[MD] What is SOM?
MarshaV
marshalz at charter.net
Mon Dec 17 21:16:34 PST 2007
Greetings David,
For me the James stuff is still too
difficult. I'd like to try to explain why. I
started the mp3 version of his 'Essays on Radical
Empiricism', but quickly realized it required
total concentration. It felt like I walked in on
a very interesting discussion on an unfamiliar
topic. I listened to the first two chapters and
was just beginning to get some sense of the
rhythm and meaning of his language. I stopped
because I realized this was going to require
listening to the book twice and with more time
and energy than I had available. I certainly
want to pursue understanding Radical Empiricism
to his depth, and I plan to get back to it after
the holidays. Hopefully others are doing better than I.
Marsha
At 09:54 PM 12/17/2007, you wrote:
>Bo, Steve and all MOQers:
>
>Maybe you'd like to hear from some other
>pragmatists on the topic of SOM. John Stuhr is
>the Editor of "Pragmatism and Classical American
>Philosophy: Essential Readings and Interpretive
>Essays. (Oxford University Press, 2000.) He
>says, In beginning to understand his view, it
>cannot be overemphasized that Dewey is not using
>the word experience in its conventional sense.
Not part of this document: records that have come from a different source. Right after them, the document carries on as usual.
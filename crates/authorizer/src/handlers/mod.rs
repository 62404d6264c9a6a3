//! HTTP request handlers for the authorizer.

pub mod authorize;
pub mod health;
pub mod metrics;

pub use authorize::authorize;
pub use health::{health_check, readiness_check};
pub use metrics::metrics_handler;
#[cfg(test)]
#[allow(clippy::unwrap_used, clippy::expect_used)]
mod tests {
    use super::*;
    use crate::auth::jwks::KeySetFetcher;
    use crate::test_support::{jwk_from_json, FakeFetcher, FixedClock};
    use authorizer_test_utils::{forge_token, TestKeypair, TokenClaimsBuilder, TEST_CLIENT_ID, TEST_ISSUER};
    use common::jwt::MAX_JWT_SIZE_BYTES;

    const NOW: i64 = 1_700_000_000;

    struct Fixture {
        keypair: TestKeypair,
        fetcher: Arc<FakeFetcher>,
        clock: Arc<FixedClock>,
        verifier: TokenVerifier,
    }

    fn policy() -> TrustPolicy {
        TrustPolicy {
            issuer: TEST_ISSUER.to_string(),
            audiences: vec![TEST_CLIENT_ID.to_string()],
            token_use: "access".to_string(),
            allowed_algorithms: vec![Algorithm::EdDSA],
            clock_skew: Duration::from_secs(300),
        }
    }

    fn fixture_with(policy: TrustPolicy) -> Fixture {
        let keypair = TestKeypair::new(1, "k1");
        let fetcher = Arc::new(FakeFetcher::serving(vec![jwk_from_json(keypair.jwk_json())]));
        let clock = Arc::new(FixedClock::at(NOW));
        let key_cache = Arc::new(KeyCache::new(
            Arc::clone(&fetcher) as Arc<dyn KeySetFetcher>,
            Arc::clone(&clock) as Arc<dyn Clock>,
        ));
        let verifier = TokenVerifier::new(policy, key_cache, Arc::clone(&clock) as Arc<dyn Clock>);

        Fixture {
            keypair,
            fetcher,
            clock,
            verifier,
        }
    }

    fn fixture() -> Fixture {
        fixture_with(policy())
    }

    fn claims() -> TokenClaimsBuilder {
        TokenClaimsBuilder::valid_at("user-1", NOW)
    }

    // =========================================================================
    // Success
    // =========================================================================

    #[tokio::test]
    async fn test_valid_token_verifies() {
        let f = fixture();
        let token = f.keypair.sign(&claims().username("alice").scope("read write").build());

        let verified = f.verifier.verify(&token).await.unwrap();

        assert_eq!(verified.subject(), "user-1");
        assert_eq!(verified.issuer(), TEST_ISSUER);
        assert_eq!(verified.token_use(), "access");
        assert_eq!(verified.username(), Some("alice"));
        assert_eq!(verified.expires_at(), NOW + 3600);
        assert_eq!(f.fetcher.calls(), 1);
    }

    #[tokio::test]
    async fn test_fractional_expiry_verifies() {
        let f = fixture();
        let token = f.keypair.sign(&claims().claim("exp", (NOW + 60) as f64 + 0.5).build());

        let verified = f.verifier.verify(&token).await.unwrap();

        assert_eq!(verified.expires_at(), NOW + 60);
    }

    #[tokio::test]
    async fn test_validator_trait_delegates_to_verify() {
        let f = fixture();
        let token = f.keypair.sign(&claims().build());
        let validator: &dyn TokenValidator = &f.verifier;

        assert_eq!(validator.validate(&token).await.unwrap().subject(), "user-1");
    }

    #[tokio::test]
    async fn test_client_id_accepted_when_aud_absent() {
        let f = fixture();
        let token = f
            .keypair
            .sign(&claims().without("aud").client_id(TEST_CLIENT_ID).build());

        let verified = f.verifier.verify(&token).await.unwrap();
        assert_eq!(verified.client_id(), Some(TEST_CLIENT_ID));
        assert!(verified.audience().is_empty());
    }

    #[tokio::test]
    async fn test_audience_array_with_one_accepted_value() {
        let f = fixture();
        let token = f
            .keypair
            .sign(&claims().audiences(&["other", TEST_CLIENT_ID]).build());

        assert!(f.verifier.verify(&token).await.is_ok());
    }

    #[tokio::test]
    async fn test_key_without_published_alg_is_usable() {
        let f = fixture();
        f.fetcher
            .set_keys(vec![jwk_from_json(f.keypair.bare_jwk_json())]);
        let token = f.keypair.sign(&claims().build());

        assert!(f.verifier.verify(&token).await.is_ok());
    }

    // =========================================================================
    // Header and signature
    // =========================================================================

    #[tokio::test]
    async fn test_garbage_is_malformed() {
        let f = fixture();

        for token in ["", "abc", "a.b", "a.b.c.d", "!!!.payload.sig"] {
            assert_eq!(
                f.verifier.verify(token).await.unwrap_err(),
                AuthError::MalformedToken,
                "{token:?}"
            );
        }
        assert_eq!(f.fetcher.calls(), 0);
    }

    #[tokio::test]
    async fn test_oversized_token_is_malformed() {
        let f = fixture();
        let token = "a".repeat(MAX_JWT_SIZE_BYTES + 1);

        assert_eq!(f.verifier.verify(&token).await.unwrap_err(), AuthError::MalformedToken);
    }

    #[tokio::test]
    async fn test_missing_kid_is_malformed() {
        let f = fixture();
        let token = forge_token(&serde_json::json!({"alg": "EdDSA"}), &claims().build(), b"sig");

        assert_eq!(f.verifier.verify(&token).await.unwrap_err(), AuthError::MalformedToken);
        assert_eq!(f.fetcher.calls(), 0);
    }

    #[tokio::test]
    async fn test_non_object_header_is_malformed_without_fetch() {
        let f = fixture();

        for header in [
            serde_json::json!(["EdDSA", "never-published"]),
            serde_json::json!("EdDSA"),
            serde_json::json!(null),
        ] {
            let token = forge_token(&header, &claims().build(), b"sig");
            assert_eq!(
                f.verifier.verify(&token).await.unwrap_err(),
                AuthError::MalformedToken,
                "{header}"
            );
        }
        assert_eq!(f.fetcher.calls(), 0);
    }

    #[tokio::test]
    async fn test_disallowed_algorithm_rejected_before_key_fetch() {
        let f = fixture();

        for alg in ["none", "HS256", "RS256", "nonsense"] {
            let token = forge_token(
                &serde_json::json!({"alg": alg, "kid": "k1"}),
                &claims().build(),
                b"signature",
            );
            assert_eq!(
                f.verifier.verify(&token).await.unwrap_err(),
                AuthError::SignatureInvalid,
                "{alg}"
            );
        }
        assert_eq!(f.fetcher.calls(), 0, "Disallowed algorithms must not reach the key cache");
    }

    #[tokio::test]
    async fn test_algorithm_not_matching_key_is_signature_invalid() {
        let mut policy = policy();
        policy.allowed_algorithms = vec![Algorithm::EdDSA, Algorithm::RS256];
        let f = fixture_with(policy);
        let token = forge_token(
            &serde_json::json!({"alg": "RS256", "kid": "k1"}),
            &claims().build(),
            b"signature",
        );

        // JWK pins EdDSA
        assert_eq!(f.verifier.verify(&token).await.unwrap_err(), AuthError::SignatureInvalid);

        // JWK without alg: key family (OKP) still disagrees with RS256
        f.fetcher
            .set_keys(vec![jwk_from_json(f.keypair.bare_jwk_json())]);
        f.clock.advance(7200);
        let token = forge_token(
            &serde_json::json!({"alg": "RS256", "kid": "k1"}),
            &TokenClaimsBuilder::valid_at("user-1", NOW + 7200).build(),
            b"signature",
        );
        assert_eq!(f.verifier.verify(&token).await.unwrap_err(), AuthError::SignatureInvalid);
    }

    #[tokio::test]
    async fn test_wrong_key_signature_is_invalid() {
        let f = fixture();
        let impostor = TestKeypair::new(2, "k1");
        let token = impostor.sign(&claims().build());

        assert_eq!(f.verifier.verify(&token).await.unwrap_err(), AuthError::SignatureInvalid);
    }

    #[tokio::test]
    async fn test_tampered_payload_is_signature_invalid() {
        let f = fixture();
        let token = f.keypair.sign(&claims().build());
        let parts: Vec<&str> = token.split('.').collect();
        let tampered_payload = base64::Engine::encode(
            &base64::engine::general_purpose::URL_SAFE_NO_PAD,
            claims().claim("sub", "admin").build().to_string(),
        );
        let tampered = format!("{}.{}.{}", parts[0], tampered_payload, parts[2]);

        assert_eq!(f.verifier.verify(&tampered).await.unwrap_err(), AuthError::SignatureInvalid);
    }

    #[tokio::test]
    async fn test_unknown_kid() {
        let f = fixture();
        let stranger = TestKeypair::new(3, "never-published");
        let token = stranger.sign(&claims().build());

        assert_eq!(f.verifier.verify(&token).await.unwrap_err(), AuthError::UnknownSigningKey);
        assert_eq!(f.fetcher.calls(), 1);
    }

    #[tokio::test]
    async fn test_fetch_failure_is_key_set_fetch() {
        let f = fixture();
        f.fetcher.set_failure("connection refused");
        let token = f.keypair.sign(&claims().build());

        assert!(matches!(
            f.verifier.verify(&token).await.unwrap_err(),
            AuthError::KeySetFetch(_)
        ));
    }

    #[tokio::test]
    async fn test_signed_payload_missing_sub_is_malformed() {
        let f = fixture();
        let token = f.keypair.sign(&claims().without("sub").build());

        assert_eq!(f.verifier.verify(&token).await.unwrap_err(), AuthError::MalformedToken);
    }

    #[tokio::test]
    async fn test_signed_payload_missing_exp_is_malformed() {
        let f = fixture();
        let token = f.keypair.sign(&claims().without("exp").build());

        assert_eq!(f.verifier.verify(&token).await.unwrap_err(), AuthError::MalformedToken);
    }

    // =========================================================================
    // Time claims
    // =========================================================================

    #[tokio::test]
    async fn test_expired_token() {
        let f = fixture();
        let token = f.keypair.sign(&claims().expires_at(NOW - 1).build());

        assert_eq!(f.verifier.verify(&token).await.unwrap_err(), AuthError::TokenExpired);
    }

    #[tokio::test]
    async fn test_exp_equal_to_now_is_expired() {
        let f = fixture();
        let token = f.keypair.sign(&claims().expires_at(NOW).build());

        assert_eq!(f.verifier.verify(&token).await.unwrap_err(), AuthError::TokenExpired);
    }

    #[tokio::test]
    async fn test_expiry_wins_over_later_checks() {
        let f = fixture();
        let token = f.keypair.sign(
            &claims()
                .expires_at(NOW - 10)
                .issuer("https://evil.example")
                .audience("client999")
                .token_use("id")
                .build(),
        );

        assert_eq!(f.verifier.verify(&token).await.unwrap_err(), AuthError::TokenExpired);
    }

    #[tokio::test]
    async fn test_nbf_and_iat_respect_clock_skew() {
        let f = fixture();

        let within = f
            .keypair
            .sign(&claims().not_before(NOW + 300).issued_at(NOW + 300).build());
        assert!(f.verifier.verify(&within).await.is_ok());

        let future_nbf = f.keypair.sign(&claims().not_before(NOW + 301).build());
        assert_eq!(f.verifier.verify(&future_nbf).await.unwrap_err(), AuthError::TokenExpired);

        let future_iat = f.keypair.sign(&claims().issued_at(NOW + 301).build());
        assert_eq!(f.verifier.verify(&future_iat).await.unwrap_err(), AuthError::TokenExpired);
    }

    #[tokio::test]
    async fn test_token_expires_as_clock_advances() {
        let f = fixture();
        let token = f.keypair.sign(&claims().build());

        assert!(f.verifier.verify(&token).await.is_ok());
        f.clock.advance(3600);
        assert_eq!(f.verifier.verify(&token).await.unwrap_err(), AuthError::TokenExpired);
    }

    // =========================================================================
    // Issuer, audience, token use
    // =========================================================================

    #[tokio::test]
    async fn test_issuer_must_match_exactly() {
        let f = fixture();

        for iss in ["https://idp.example/pool2", "https://idp.example/pool1/", "HTTPS://IDP.EXAMPLE/POOL1"] {
            let token = f.keypair.sign(&claims().issuer(iss).build());
            assert_eq!(
                f.verifier.verify(&token).await.unwrap_err(),
                AuthError::IssuerMismatch,
                "{iss}"
            );
        }

        let token = f.keypair.sign(&claims().without("iss").build());
        assert_eq!(f.verifier.verify(&token).await.unwrap_err(), AuthError::IssuerMismatch);
    }

    #[tokio::test]
    async fn test_audience_mismatch() {
        let f = fixture();
        let token = f.keypair.sign(&claims().audience("client999").build());

        assert_eq!(f.verifier.verify(&token).await.unwrap_err(), AuthError::AudienceMismatch);
    }

    #[tokio::test]
    async fn test_aud_takes_precedence_over_client_id() {
        let f = fixture();
        let token = f
            .keypair
            .sign(&claims().audience("client999").client_id(TEST_CLIENT_ID).build());

        assert_eq!(f.verifier.verify(&token).await.unwrap_err(), AuthError::AudienceMismatch);
    }

    #[tokio::test]
    async fn test_missing_aud_and_client_id() {
        let f = fixture();
        let token = f.keypair.sign(&claims().without("aud").build());

        assert_eq!(f.verifier.verify(&token).await.unwrap_err(), AuthError::AudienceMismatch);
    }

    #[tokio::test]
    async fn test_token_use_mismatch() {
        let f = fixture();

        let id_token = f.keypair.sign(&claims().token_use("id").build());
        assert_eq!(f.verifier.verify(&id_token).await.unwrap_err(), AuthError::TokenUseMismatch);

        let missing = f.keypair.sign(&claims().without("token_use").build());
        assert_eq!(f.verifier.verify(&missing).await.unwrap_err(), AuthError::TokenUseMismatch);
    }

    #[test]
    fn test_policy_audience_matching() {
        let policy = TrustPolicy {
            audiences: vec!["a".to_string(), "b".to_string()],
            ..policy()
        };
        assert!(policy.accepts_audience("b"));
        assert!(!policy.accepts_audience("c"));
        assert!(!policy.accepts_audience(""));
    }
}
//! Token claims.
//!
//! [`TokenClaims`] is the raw payload as decoded from the token. It becomes a
//! [`VerifiedClaims`] only after the verifier has checked the signature and
//! every trust parameter, so holding a `VerifiedClaims` is proof of a fully
//! verified token.
//!
//! `sub` and `username` identify a person and are redacted in Debug output.

use serde::{Deserialize, Deserializer};
use std::fmt;

/// `aud` claim, which may be a single string or an array.
#[derive(Debug, Clone, PartialEq, Eq, Deserialize)]
#[serde(untagged)]
pub(crate) enum Audience {
    One(String),
    Many(Vec<String>),
}

impl Audience {
    pub(crate) fn into_vec(self) -> Vec<String> {
        match self {
            Audience::One(aud) => vec![aud],
            Audience::Many(auds) => auds,
        }
    }
}

/// Raw token payload.
///
/// `sub` and `exp` are mandatory; a token without them does not decode.
#[derive(Clone, Deserialize)]
pub(crate) struct TokenClaims {
    pub sub: String,
    #[serde(deserialize_with = "numeric_date")]
    pub exp: i64,
    #[serde(default)]
    pub iss: Option<String>,
    #[serde(default)]
    pub aud: Option<Audience>,
    #[serde(default)]
    pub client_id: Option<String>,
    #[serde(default)]
    pub token_use: Option<String>,
    #[serde(default, alias = "cognito:username")]
    pub username: Option<String>,
    #[serde(default)]
    pub scope: Option<String>,
    #[serde(default, deserialize_with = "optional_numeric_date")]
    pub auth_time: Option<i64>,
    #[serde(default, deserialize_with = "optional_numeric_date")]
    pub iat: Option<i64>,
    #[serde(default, deserialize_with = "optional_numeric_date")]
    pub nbf: Option<i64>,
}

/// NumericDate: seconds since the epoch, integral or fractional.
#[derive(Deserialize)]
#[serde(untagged)]
enum NumericDate {
    Whole(i64),
    Fractional(f64),
}

impl NumericDate {
    /// Truncate to whole seconds, rounding toward the past.
    fn into_seconds<E: serde::de::Error>(self) -> Result<i64, E> {
        match self {
            NumericDate::Whole(secs) => Ok(secs),
            NumericDate::Fractional(secs) => {
                let floored = secs.floor();
                // i64::MAX as f64 rounds up to 2^63, which is itself out of range
                if floored.is_finite() && floored >= i64::MIN as f64 && floored < i64::MAX as f64 {
                    Ok(floored as i64)
                } else {
                    Err(E::custom("NumericDate out of range"))
                }
            }
        }
    }
}

fn numeric_date<'de, D: Deserializer<'de>>(deserializer: D) -> Result<i64, D::Error> {
    NumericDate::deserialize(deserializer)?.into_seconds()
}

fn optional_numeric_date<'de, D: Deserializer<'de>>(
    deserializer: D,
) -> Result<Option<i64>, D::Error> {
    Option::<NumericDate>::deserialize(deserializer)?
        .map(NumericDate::into_seconds)
        .transpose()
}

impl fmt::Debug for TokenClaims {
    fn fmt(&self, f: &mut fmt::Formatter<'_>) -> fmt::Result {
        f.debug_struct("TokenClaims")
            .field("sub", &"[REDACTED]")
            .field("exp", &self.exp)
            .field("iss", &self.iss)
            .field("aud", &self.aud)
            .field("client_id", &self.client_id)
            .field("token_use", &self.token_use)
            .field("iat", &self.iat)
            .field("nbf", &self.nbf)
            .finish_non_exhaustive()
    }
}

/// Claims of a token that passed every verification step.
///
/// Only the verifier constructs this type.
#[derive(Clone, PartialEq, Eq)]
pub struct VerifiedClaims {
    subject: String,
    issuer: String,
    audience: Vec<String>,
    client_id: Option<String>,
    token_use: String,
    username: Option<String>,
    scope: Option<String>,
    auth_time: Option<i64>,
    issued_at: Option<i64>,
    expires_at: i64,
}

impl fmt::Debug for VerifiedClaims {
    fn fmt(&self, f: &mut fmt::Formatter<'_>) -> fmt::Result {
        f.debug_struct("VerifiedClaims")
            .field("subject", &"[REDACTED]")
            .field("issuer", &self.issuer)
            .field("audience", &self.audience)
            .field("client_id", &self.client_id)
            .field("token_use", &self.token_use)
            .field("username", &self.username.as_ref().map(|_| "[REDACTED]"))
            .field("scope", &self.scope)
            .field("auth_time", &self.auth_time)
            .field("issued_at", &self.issued_at)
            .field("expires_at", &self.expires_at)
            .finish()
    }
}

impl VerifiedClaims {
    /// Promote checked raw claims. `issuer` and `token_use` are the values the
    /// verifier matched against its trust policy.
    pub(crate) fn from_checked(claims: TokenClaims, issuer: String, token_use: String) -> Self {
        Self {
            subject: claims.sub,
            issuer,
            audience: claims.aud.map(Audience::into_vec).unwrap_or_default(),
            client_id: claims.client_id,
            token_use,
            username: claims.username,
            scope: claims.scope,
            auth_time: claims.auth_time,
            issued_at: claims.iat,
            expires_at: claims.exp,
        }
    }

    /// Subject (`sub`), the principal identifier.
    pub fn subject(&self) -> &str {
        &self.subject
    }

    /// Issuer (`iss`).
    pub fn issuer(&self) -> &str {
        &self.issuer
    }

    /// Audience values (`aud`); empty when the token carried none.
    pub fn audience(&self) -> &[String] {
        &self.audience
    }

    /// OAuth client id (`client_id`).
    pub fn client_id(&self) -> Option<&str> {
        self.client_id.as_deref()
    }

    /// Token purpose (`token_use`).
    pub fn token_use(&self) -> &str {
        &self.token_use
    }

    /// Username (`username` or `cognito:username`).
    pub fn username(&self) -> Option<&str> {
        self.username.as_deref()
    }

    /// Space-separated scopes (`scope`).
    pub fn scope(&self) -> Option<&str> {
        self.scope.as_deref()
    }

    /// Get all scopes as a vector.
    pub fn scopes(&self) -> Vec<&str> {
        self.scope
            .as_deref()
            .map(|scope| scope.split_whitespace().collect())
            .unwrap_or_default()
    }

    /// Authentication time (`auth_time`, Unix seconds).
    pub fn auth_time(&self) -> Option<i64> {
        self.auth_time
    }

    /// Issued-at (`iat`, Unix seconds).
    pub fn issued_at(&self) -> Option<i64> {
        self.issued_at
    }

    /// Expiry (`exp`, Unix seconds).
    pub fn expires_at(&self) -> i64 {
        self.expires_at
    }
}
//! Gateway invocation handler.

use crate::authorizer::AuthorizationOutcome;
use crate::models::IncomingAuthorizationRequest;
use crate::routes::AppState;
use axum::extract::State;
use axum::Json;
use std::sync::Arc;

/// Handler for POST /authorize
///
/// Body is the gateway's token-authorizer event. Responds 200 with the policy
/// document, 401 for refused credentials, or 500 when the authorizer cannot
/// judge the credential. Bodies that are not valid events are refused by
/// axum's JSON extractor before reaching the authorizer.
#[tracing::instrument(skip_all, name = "authz.handler.authorize")]
pub async fn authorize(
    State(state): State<Arc<AppState>>,
    Json(request): Json<IncomingAuthorizationRequest>,
) -> AuthorizationOutcome {
    state.authorizer.authorize(&request).await
}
>For Dewey, experience is not to be understood in
>terms of the experiencing subject, or as the
>interaction of a subject and object that exist
>separate from their interaction. Instead,
>Deweys view is radically empirical and
>experience is an activity in which subject and
>object are unified and constituted as partial
>features and relations within this ingoing,
>unanalyzed unity (PCAP 437). Or, as Dewey
>himself explains SOM in The Need for a Recovery
>of Philosophy, the characteristic feature of
>this prior notion is the assumption that
>experience centres in, or gathers about, or
>proceeds from a centre or subject which is
>outside the course of natural existence, and set
>over against it (PCAP 449). This prior notion
>is what radical empiricism is rejecting. It is
>seen as a mistake and as the source of many fake
>problems in philosophy. As Stuhr puts it, the
>error of materialists and idealists alike is
>the error of conferring existential status upon
>the products of reflection (PCAP 437). This is
>a matter of treating our products of
>reflection as if they were ontological
>realities instead of parts of a conceptual
>scheme. In this case, subjects and objects are
>our primary example. When these abstractions are
>taken from the realm of practical doings and
>then asked to do work metaphysics or
>epistemology, it creates many problems and
>questions. Most of these have to do with how
>subjects and objects relate, how the former can
>know what the latter "really" is, for example.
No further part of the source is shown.